As the managers of these properties ourselves, as the main operator or the syndicator, the sponsor, those are the decisions that we have to make on a regular basis with these types of assets. It’s hard when you’re trying to have 35 to possibly 100 plus investors in a project. When you’re doing some of these assets, we can’t just have a consensus from all the investors and ask everybody what they want to do. Whenever an investor invests in our projects, they’re giving us the full control to make those decisions on that particular investment. I can’t think of any reason unless there’s something crazy going on or something weird politically or something like that as to why I would not want to do a 1031 exchange, unless I couldn’t find an asset that works. You might have to take the hit. There’s going to be an ability to find that next asset and 1031 exchange that money into it.
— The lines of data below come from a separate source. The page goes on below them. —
#[cfg(test)]
mod tests {
    use super::*;
    use proptest::prelude::*;

    fn parse(tokens: &[&str]) -> OptionMap {
        parse_kwargs(tokens.iter().copied()).unwrap()
    }

    fn dict(entries: Vec<(Key, Value)>) -> Value {
        Value::Dict(entries.into_iter().collect())
    }

    #[test]
    fn scalars() {
        let kwargs = parse(&[
            "--bool", "True",
            "--str", "helloworld",
            "--num", "2",
            "--numisstr", "\"2\"",
            "--boolisstr", "\"False\"",
        ]);

        assert_eq!(kwargs["bool"], Value::Bool(true));
        assert_eq!(kwargs["str"], Value::str("helloworld"));
        assert_eq!(kwargs["num"], Value::Int(2));
        assert_eq!(kwargs["numisstr"], Value::str("2"));
        assert_eq!(kwargs["boolisstr"], Value::str("False"));
    }

    #[test]
    fn dicts() {
        let kwargs = parse(&[
            "--dictints", "hello:1;world:2",
            "--dictstrs", "hello:world;\"1\":\"2\"",
            "--dictbools", "good:True;bye:False",
        ]);

        assert_eq!(
            kwargs["dictints"],
            dict(vec![(Key::from("hello"), Value::Int(1)), (Key::from("world"), Value::Int(2))])
        );
        assert_eq!(
            kwargs["dictstrs"],
            dict(vec![(Key::from("hello"), Value::str("world")), (Key::from("1"), Value::str("2"))])
        );
        assert_eq!(
            kwargs["dictbools"],
            dict(vec![(Key::from("good"), Value::Bool(true)), (Key::from("bye"), Value::Bool(false))])
        );
    }

    #[test]
    fn mixed_dict() {
        let kwargs = parse(&[
            "--dictmix",
            "bool:False;str:\"1\";int:2;3:\"three\";list:hey,\"hi\",True,1",
        ]);

        assert_eq!(
            kwargs["dictmix"],
            dict(vec![
                (Key::from("bool"), Value::Bool(false)),
                (Key::from("str"), Value::str("1")),
                (Key::from("int"), Value::Int(2)),
                (Key::Int(3), Value::str("three")),
                (
                    Key::from("list"),
                    Value::List(vec![
                        Value::str("hey"),
                        Value::str("hi"),
                        Value::Bool(true),
                        Value::Int(1),
                    ])
                ),
            ])
        );
    }

    #[test]
    fn lists() {
        let kwargs = parse(&[
            "--listabc", "a,b,c",
            "--list123", "1,2,3",
            "--listbool", "True,True,False",
            "--listmix", "False,\"1\",2",
        ]);

        assert_eq!(kwargs["listabc"], Value::from(vec!["a", "b", "c"]));
        assert_eq!(kwargs["list123"], Value::from(vec![1_i64, 2, 3]));
        assert_eq!(kwargs["listbool"], Value::from(vec![true, true, false]));
        assert_eq!(
            kwargs["listmix"],
            Value::List(vec![Value::Bool(false), Value::str("1"), Value::Int(2)])
        );
    }

    #[test]
    fn repeated_pairs_merge_into_one_dict() {
        let repeated = parse(&["--dictints", "hello:1", "--dictints", "world:2"]);
        let single = parse(&["--dictints", "hello:1;world:2"]);

        assert_eq!(repeated, single);
    }

    #[test]
    fn last_duplicate_key_wins() {
        let kwargs = parse(&["--d", "a:1", "--d", "a:2;b:3"]);
        assert_eq!(
            kwargs["d"],
            dict(vec![(Key::from("a"), Value::Int(2)), (Key::from("b"), Value::Int(3))])
        );
    }

    #[test]
    fn repeated_plain_values_collect_in_order() {
        let kwargs = parse(&["--x", "b", "--x", "1", "--x", "a,c"]);
        assert_eq!(
            kwargs["x"],
            Value::List(vec![
                Value::str("b"),
                Value::Int(1),
                Value::from(vec!["a", "c"]),
            ])
        );
    }

    #[test]
    fn mixed_plain_and_pairs_collect_in_order() {
        let kwargs = parse(&["--x", "plain", "--x", "k:1"]);
        assert_eq!(
            kwargs["x"],
            Value::List(vec![
                Value::str("plain"),
                dict(vec![(Key::from("k"), Value::Int(1))]),
            ])
        );
    }

    #[test]
    fn dashes_become_underscores() {
        let kwargs = parse(&["--row-start-idx", "0"]);
        assert_eq!(kwargs["row_start_idx"], Value::Int(0));
    }

    #[test]
    fn quoted_tokens_are_atomic() {
        let kwargs = parse(&["--q", "\"a,b:c;d\"", "--l", "\"x,y\",z"]);
        assert_eq!(kwargs["q"], Value::str("a,b:c;d"));
        assert_eq!(kwargs["l"], Value::from(vec!["x,y", "z"]));
    }

    #[test]
    fn escaped_delimiters_do_not_split() {
        let kwargs = parse(&["--sep", "\\,", "--path", "s3\\://bucket/a"]);
        assert_eq!(kwargs["sep"], Value::str(","));
        assert_eq!(kwargs["path"], Value::str("s3://bucket/a"));
    }

    #[test]
    fn date_spec_is_a_dict() {
        let kwargs = parse(&["--date-spec", "date:%b/%d/%Y"]);
        assert_eq!(
            kwargs["date_spec"],
            dict(vec![(Key::from("date"), Value::str("%b/%d/%Y"))])
        );
    }

    #[test]
    fn dict_keys_do_not_become_bools() {
        let kwargs = parse(&["--d", "True:1"]);
        assert_eq!(kwargs["d"], dict(vec![(Key::from("True"), Value::Int(1))]));
    }

    #[test]
    fn whitespace_values_stay_strings() {
        let kwargs = parse(&["--sep", " "]);
        assert_eq!(kwargs["sep"], Value::str(" "));
    }

    #[test]
    fn value_without_flag_is_malformed() {
        let err = parse_kwargs(["value", "--x"]).unwrap_err();
        assert_eq!(err, KwargsError::MalformedOption("value".to_string()));

        let err = parse_kwargs(["--a", "1", "stray", "2"]).unwrap_err();
        assert_eq!(err, KwargsError::MalformedOption("stray".to_string()));
    }

    #[test]
    fn single_dash_and_bare_prefix_are_malformed() {
        assert!(matches!(
            parse_kwargs(["-x", "1"]),
            Err(KwargsError::MalformedOption(_))
        ));
        assert!(matches!(
            parse_kwargs(["--", "1"]),
            Err(KwargsError::MalformedOption(_))
        ));
    }

    #[test]
    fn trailing_flag_without_value() {
        let err = parse_kwargs(["--a", "1", "--b"]).unwrap_err();
        assert_eq!(err, KwargsError::MissingValue("--b".to_string()));
    }

    #[test]
    fn list_as_dict_key_is_a_type_mismatch() {
        let err = parse_kwargs(["--d", "a,b:1"]).unwrap_err();
        assert!(matches!(err, KwargsError::TypeMismatch { ref token, .. } if token == "a,b"));
    }

    #[test]
    fn integer_overflow_is_a_type_mismatch() {
        let err = parse_kwargs(["--n", "99999999999999999999"]).unwrap_err();
        assert!(matches!(err, KwargsError::TypeMismatch { .. }));
    }

    #[test]
    fn empty_input_is_empty_map() {
        let tokens: [&str; 0] = [];
        assert!(parse_kwargs(tokens).unwrap().is_empty());
    }

    #[test]
    fn split_special_extracts_pairs_in_order() {
        let tokens = [
            "--sep", " ",
            "-A", "GzipFilter",
            "--attr-filters", "a:LZ4Filter",
            "--header", "0",
        ];
        let (rest, special) = split_special(&tokens, &["--attr-filters", "-A"]).unwrap();

        assert_eq!(rest, vec!["--sep", " ", "--header", "0"]);
        assert_eq!(
            special,
            vec![
                ("-A".to_string(), "GzipFilter".to_string()),
                ("--attr-filters".to_string(), "a:LZ4Filter".to_string()),
            ]
        );
    }

    #[test]
    fn split_special_requires_a_value() {
        let err = split_special(&["--attr-filters"], &["--attr-filters"]).unwrap_err();
        assert_eq!(err, KwargsError::MissingValue("--attr-filters".to_string()));
    }

    proptest! {
        #[test]
        fn digit_strings_parse_as_ints(n in 0_i64..i64::MAX) {
            let kwargs = parse_kwargs(["--k".to_string(), n.to_string()]).unwrap();
            prop_assert_eq!(&kwargs["k"], &Value::Int(n));
        }

        #[test]
        fn quoted_values_stay_strings(s in "[a-zA-Z0-9 ,:;._/-]{0,20}") {
            let kwargs = parse_kwargs(["--k".to_string(), format!("\"{}\"", s)]).unwrap();
            prop_assert_eq!(&kwargs["k"], &Value::Str(s));
        }

        #[test]
        fn reparsing_display_is_idempotent(
            items in proptest::collection::vec("[a-z0-9,:;\"\\\\ ]{1,8}|True|False", 1..5)
        ) {
            let tokens: Vec<String> = items
                .iter()
                .enumerate()
                .flat_map(|(i, v)| [format!("--k{}", i), v.clone()])
                .collect();

            // Only inputs the grammar accepts are interesting here
            if let Ok(parsed) = parse_kwargs(&tokens) {
                let scalar_or_list: OptionMap = parsed
                    .into_iter()
                    .filter(|(_, v)| !matches!(v, Value::Dict(_)))
                    .filter(|(_, v)| match v {
                        Value::List(items) => items.iter().all(|i| !matches!(i, Value::List(_) | Value::Dict(_))),
                        _ => true,
                    })
                    .collect();

                let reserialized: Vec<String> = scalar_or_list
                    .iter()
                    .flat_map(|(k, v)| [format!("--{}", k), v.to_string()])
                    .collect();

                prop_assert_eq!(parse_kwargs(&reserialized).unwrap(), scalar_or_list);
            }
        }
    }
}
//! Configuration handling for tiledb-cli
//!
//! Configuration is stored in `~/.config/tiledb-cli/config.toml` (or the
//! platform equivalent) and can be pointed elsewhere with
//! `TILEDB_CLI_CONFIG`. `TILEDB_CLI_BACKEND` and `TILEDB_CLI_BRIDGE`
//! override the engine section.

use std::fs;
use std::path::PathBuf;
use std::str::FromStr;

use anyhow::{Context, Result};
use directories::ProjectDirs;
use serde::{Deserialize, Serialize};
use thiserror::Error;

use crate::cli::OutputFormat;

pub const CONFIG_ENV: &str = "TILEDB_CLI_CONFIG";
pub const BACKEND_ENV: &str = "TILEDB_CLI_BACKEND";
pub const BRIDGE_ENV: &str = "TILEDB_CLI_BRIDGE";

/// Bridge executable looked up on PATH by default
pub const DEFAULT_BRIDGE: &str = "tiledb-bridge";

#[derive(Debug, Error)]
pub enum ConfigError {
    #[error("Invalid configuration: {0}")]
    Invalid(String),

    #[error("Failed to parse configuration: {0}")]
    Parse(String),
}

/// Which backend executes engine requests
#[derive(Debug, Clone, Copy, Serialize, Deserialize, Default, PartialEq, Eq)]
#[serde(rename_all = "snake_case")]
pub enum BackendKind {
    #[default]
    Bridge,
    Echo,
}

impl FromStr for BackendKind {
    type Err = ConfigError;

    fn from_str(s: &str) -> Result<Self, Self::Err> {
        match s.trim() {
            "bridge" => Ok(BackendKind::Bridge),
            "echo" => Ok(BackendKind::Echo),
            other => Err(ConfigError::Invalid(format!(
                "unknown backend '{}': expected 'bridge' or 'echo'",
                other
            ))),
        }
    }
}

/// Engine settings
#[derive(Debug, Clone, Serialize, Deserialize, PartialEq)]
#[serde(default)]
pub struct EngineConfig {
    pub backend: BackendKind,

    /// Bridge executable
    pub command: String,

    /// Extra arguments passed to the bridge
    pub args: Vec<String>,
}

impl Default for EngineConfig {
    fn default() -> Self {
        Self {
            backend: BackendKind::Bridge,
            command: DEFAULT_BRIDGE.to_string(),
            args: Vec::new(),
        }
    }
}

/// TileDB Cloud defaults for `cloud login`
#[derive(Debug, Clone, Serialize, Deserialize, PartialEq)]
#[serde(default)]
pub struct CloudConfig {
    /// Host to log in to; the cloud client's default when unset
    pub host: Option<String>,

    /// Threads for concurrent requests
    pub threads: u32,
}

impl Default for CloudConfig {
    fn default() -> Self {
        Self {
            host: None,
            threads: 16,
        }
    }
}

/// User configuration
#[derive(Debug, Clone, Serialize, Deserialize, Default, PartialEq)]
#[serde(default)]
pub struct Config {
    /// Default output format (text or json)
    pub default_format: OutputFormat,

    pub engine: EngineConfig,

    pub cloud: CloudConfig,
}

impl Config {
    /// Loads configuration from the default location plus environment
    pub fn load() -> Result<Self> {
        let mut config = match Self::config_path() {
            Some(path) if path.is_file() => {
                let content = fs::read_to_string(&path)
                    .with_context(|| format!("Failed to read config: {}", path.display()))?;
                Self::parse(&content)
                    .with_context(|| format!("Failed to parse config: {}", path.display()))?
            }
            _ => Self::default(),
        };

        config.apply_overrides(
            std::env::var(BACKEND_ENV).ok().as_deref(),
            std::env::var(BRIDGE_ENV).ok().as_deref(),
        )?;

        Ok(config)
    }

    /// Parses a TOML configuration document
    pub fn parse(content: &str) -> Result<Self, ConfigError> {
        toml::from_str(content).map_err(|e| ConfigError::Parse(e.to_string()))
    }

    /// Returns the config file path (`TILEDB_CLI_CONFIG` wins)
    pub fn config_path() -> Option<PathBuf> {
        if let Some(path) = std::env::var_os(CONFIG_ENV) {
            return Some(PathBuf::from(path));
        }

        ProjectDirs::from("io", "tiledb", "tiledb-cli")
            .map(|dirs| dirs.config_dir().join("config.toml"))
    }

    /// Applies backend and bridge overrides
    pub fn apply_overrides(
        &mut self,
        backend: Option<&str>,
        bridge: Option<&str>,
    ) -> Result<(), ConfigError> {
        if let Some(backend) = backend.filter(|b| !b.trim().is_empty()) {
            self.engine.backend = backend.parse()?;
        }

        if let Some(bridge) = bridge.filter(|b| !b.trim().is_empty()) {
            self.engine.command = bridge.to_string();
        }

        Ok(())
    }
}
If you look back at the last several years, the economists have been talking about some sort of a downturn, a correction or something to the economy since 2015. Several people have been sitting on the sidelines and doing nothing. Those people are now wishing that they didn’t because if they would have invested in 2015, 2016 and 2017 and sold assets in 2018 and 2019. In 2020, they would be doing well. For me, it’s hard sometimes to look at it this way. Whenever you look at any type of underwriting modeling, it’s always based on the current market conditions. It’s hard to get into what’s called speculation where you’re speculating what’s going to happen. You have to invest based on what you currently know. I’m personally in eighteen different passive syndications myself. I’ve invested myself into other operators, not just us.

When I look at return projections, I always look at things and I say, “If I invest in this XYZ property with this particular operator and they’re projecting that they’re going to get me a 15% return, but they only give me a 7% or 8% return, would I still be happy if it was in the middle of a recession?” Hands down, every day, I would say yes because anybody else, if you’d ask them that lost money in the 2007 and 2008 crash, if you told them they could have taken that money and invested it in these types of multifamily assets and preserve their capital but then still made 7% or 8%, they would do it, hands down. As a matter of fact, those people would be happy to reserve their capital because a lot of those people lost a lot of their capital that they had saved up.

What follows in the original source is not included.